Apollo 11 was the culmination of the program set in place by President John Fitzgerald Kennedy.
His speech promised an American manned Moon landing “by the end of this decade”.
An exhaustive set of tests found men that possessed “The Right Stuff”.
The Mercury program launched a single man into space, the Gemini program hosted a duo.
One of these missions had Armstrong aboard.
In a test flight that designed to measure the ability of docking procedures to work, however, the Gemini craft piloted by Armstrong tumbled out of control after a small thruster locked in the firing position.
Without Armstrong’s ice-cold handling of the situation, both men aboard would have blacked out and most likely would have perished.
The first Apollo launch was delayed due to an unforeseen set of circumstances.
Three astronauts, just three weeks from their test launch, perished in a fire inside a fully oxygenated capsule.
It was found later that a single spark had caused the blaze, thanks to the cracked insulation of a creased cable.
Refinement and evolution of the Saturn V and attached crew modules eventually resulted in successful launches into Earth orbit and finally, Apollo 10’s lunar orbits.
The door to a manned Moon landing had been opened.
Unlike Aldrin and Collins, Armstrong was actually a civilian.
Collins had graduated from the United States Military Academy in 1952.
Aldrin also had graduated from the USMA, albeit a year before, and had been presented with a Doctorate in Mechanical Engineering.
In 1963 he also gained a Doctorate in Science in Astronautics from the Massachusetts Institute of Technology, making him, effectively, the most “educated” astronaut aboard the Apollo 11.
In what was the first of six missions that were successful in reaching the Moon’s surface, training to learn about conditions on the Moon was minimal — compared with the final mission.
Just 151 minutes were spent outside the confines of the Lunar Module, dubbed “Eagle”.
A total of 21.5kg of rock samples were taken, considered priceless because the came from the Moon.
Meanwile, Collins remained In orbit around the Moon.
If anything had gone wrong on the surface below, he would have been making the journey back to Earth alone.
A picture he took during his orbits shows the Moon , the Lunar Module, and Earth.

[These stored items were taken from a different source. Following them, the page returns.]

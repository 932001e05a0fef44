use super::*;
use crate::assets::decode::decode_file;
use crate::foundation::core::{BoundingBox, Color, DrawMode};
use crate::foundation::error::PicturaError;
use crate::model::primitives::{Ellipse, Rectangle};
use crate::raster::engine::build;

struct Refusing;

impl Rasterizer for Refusing {
    fn rasterize(&mut self, _image: &Image) -> PicturaResult<PixelBuffer> {
        Err(PicturaError::render("backend should not be called"))
    }
}

struct Flat(Color);

impl Rasterizer for Flat {
    fn rasterize(&mut self, image: &Image) -> PicturaResult<PixelBuffer> {
        let (w, h) = (image.width() as u32, image.height() as u32);
        PixelBuffer::from_pixels(w, h, vec![self.0; (w * h) as usize])
    }
}

fn solid(w: u32, h: u32, color: Color) -> Image {
    Image::rectangle(Rectangle {
        width: w,
        height: h,
        color,
        mode: DrawMode::Solid,
    })
}

fn temp_png(name: &str) -> std::path::PathBuf {
    let dir = std::env::temp_dir().join(format!("pictura_freeze_{}", std::process::id()));
    std::fs::create_dir_all(&dir).unwrap();
    dir.join(name)
}

#[test]
fn frozen_box_matches_source_box() {
    let img = Image::ellipse(Ellipse::new(6, 4)).moved(-3, 7);
    let frozen = img.freeze_with(&mut Flat(Color::RED)).unwrap();
    assert_eq!(frozen.bounds(), BoundingBox::new(-3, 7, 3, 11));
    assert!(matches!(frozen.node(), Node::Frozen(_)));
}

#[test]
fn raster_and_empty_freeze_without_backend() {
    let raster = build(2, 3, |_, _, _: &()| Color::GRAY, &()).unwrap();
    let frozen = raster.freeze_with(&mut Refusing).unwrap();
    assert!(
        frozen
            .pixel_buffer()
            .unwrap()
            .shares_storage(raster.pixel_buffer().unwrap())
    );

    let empty = Image::rectangle(Rectangle::new(0, 9)).moved(4, 4);
    let frozen = empty.freeze_with(&mut Refusing).unwrap();
    assert_eq!(frozen.bounds(), empty.bounds());
    assert_eq!(frozen.pixel_buffer().map(|p| (p.width(), p.height())), Some((0, 9)));
}

#[test]
fn freezing_frozen_is_identity() {
    let frozen = solid(2, 2, Color::RED).freeze_with(&mut Flat(Color::RED)).unwrap();
    let again = frozen.freeze_with(&mut Refusing).unwrap();
    assert!(Image::ptr_eq(&frozen, &again));
}

#[test]
fn differently_built_trees_become_freeze_equal() {
    let a = solid(4, 4, Color::RED).overlay(&solid(2, 2, Color::RED));
    let b = solid(4, 4, Color::RED);
    assert_ne!(a, b);
    assert_eq!(a.freeze().unwrap(), b.freeze().unwrap());
}

#[test]
fn frozen_images_can_be_mapped() {
    let frozen = solid(2, 1, Color::WHITE).freeze_with(&mut Flat(Color::WHITE)).unwrap();
    let dark = frozen.map(|_, _, _, _: &()| Color::BLACK, &()).unwrap();
    assert!(dark.pixel_buffer().unwrap().pixels().iter().all(|&c| c == Color::BLACK));
}

#[test]
fn save_writes_a_png() {
    let path = temp_png("flat.png");
    solid(3, 2, Color::GREEN)
        .save_with(&path, &mut Flat(Color::GREEN))
        .unwrap();
    let back = decode_file(&path).unwrap();
    assert_eq!((back.width(), back.height()), (3, 2));
    assert!(back.pixels().iter().all(|&c| c == Color::GREEN));
}

#[test]
fn save_failures_are_io_errors() {
    let missing_dir = temp_png("no/such/dir/out.png");
    let err = solid(1, 1, Color::RED)
        .save_with(&missing_dir, &mut Flat(Color::RED))
        .unwrap_err();
    assert!(matches!(err, PicturaError::Io(_)));

    let err = Image::rectangle(Rectangle::new(0, 0))
        .save(temp_png("empty.png"))
        .unwrap_err();
    assert!(matches!(err, PicturaError::Io(_)));
}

It was later catchphrased: “This makes him the only person ever to have lived who was not inside the frame of the photo.”
Although the Apollo 11 mission was successful, it wasn’t without some heart-stopping moments.
As the pair prepared to lift off from the Moon’s surface, Aldrin was forced to use a pen to enable a switch mechanism after a circuit breaker tripped.
Without the switch they wouldn’t have been able to fire the ascent engine and would have been stranded on the lunar surface.
Then there’s the famous 1201 and 1202 alarms, where data from the onboard computers simply overloaded what was a cutting edge memory retrieval system.
The normally unflappable Armstrong’s heart rate doubled within seconds, because the alarms coincided with a call that their remaining fuel reserves were down to 30 seconds — in fact 15 seconds worth — before Armstrong’s manual landing had “Eagle” hit the powder with just 8 seconds of fuel left.
At 16:50 GMT on July 24, the three landed in the Pacific Ocean after hitting a speed of almost 40,000km/h at the intersection of the Earth’s atmosphere 122km above.
A later and extremely thorough analysis of the Apollo 11 mission found that all parameters had been met — the mission was deemed a complete success.
Since then, just 10 other men, and five other pilots, have walked upon and orbited the body of rock we call the Moon.